## Assignment
Please reproduce the following records exactly, with nothing omitted.

Collected data entries
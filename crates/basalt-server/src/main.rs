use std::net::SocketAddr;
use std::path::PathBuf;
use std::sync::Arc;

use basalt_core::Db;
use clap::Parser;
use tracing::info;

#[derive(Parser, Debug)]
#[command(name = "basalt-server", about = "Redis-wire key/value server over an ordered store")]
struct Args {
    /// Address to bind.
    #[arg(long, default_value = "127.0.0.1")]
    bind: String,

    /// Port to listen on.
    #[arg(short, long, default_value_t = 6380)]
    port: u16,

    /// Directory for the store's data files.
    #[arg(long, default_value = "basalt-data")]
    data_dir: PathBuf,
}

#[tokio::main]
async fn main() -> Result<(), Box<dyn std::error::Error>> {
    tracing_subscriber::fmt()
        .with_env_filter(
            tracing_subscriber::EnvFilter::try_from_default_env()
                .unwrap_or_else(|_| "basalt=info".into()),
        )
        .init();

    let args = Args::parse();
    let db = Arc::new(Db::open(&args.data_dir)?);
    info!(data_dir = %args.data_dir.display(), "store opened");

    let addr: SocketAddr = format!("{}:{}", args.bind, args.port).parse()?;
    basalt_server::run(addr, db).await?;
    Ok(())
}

## Output of the task
filename crates/basalt-server/src/main.rs
use std::net::SocketAddr;
use std::path::PathBuf;
use std::sync::Arc;

use basalt_core::Db;
use clap::Parser;
use tracing::info;

#[derive(Parser, Debug)]
#[command(name = "basalt-server", about = "Redis-wire key/value server over an ordered store")]
struct Args {
    /// Address to bind.
    #[arg(long, default_value = "127.0.0.1")]
    bind: String,

    /// Port to listen on.
    #[arg(short, long, default_value_t = 6380)]
    port: u16,

    /// Directory for the store's data files.
    #[arg(long, default_value = "basalt-data")]
    data_dir: PathBuf,
}

#[tokio::main]
async fn main() -> Result<(), Box<dyn std::error::Error>> {
    tracing_subscriber::fmt()
        .with_env_filter(
            tracing_subscriber::EnvFilter::try_from_default_env()
                .unwrap_or_else(|_| "basalt=info".into()),
        )
        .init();

    let args = Args::parse();
    let db = Arc::new(Db::open(&args.data_dir)?);
    info!(data_dir = %args.data_dir.display(), "store opened");

    let addr: SocketAddr = format!("{}:{}", args.bind, args.port).parse()?;
    basalt_server::run(addr, db).await?;
    Ok(())
}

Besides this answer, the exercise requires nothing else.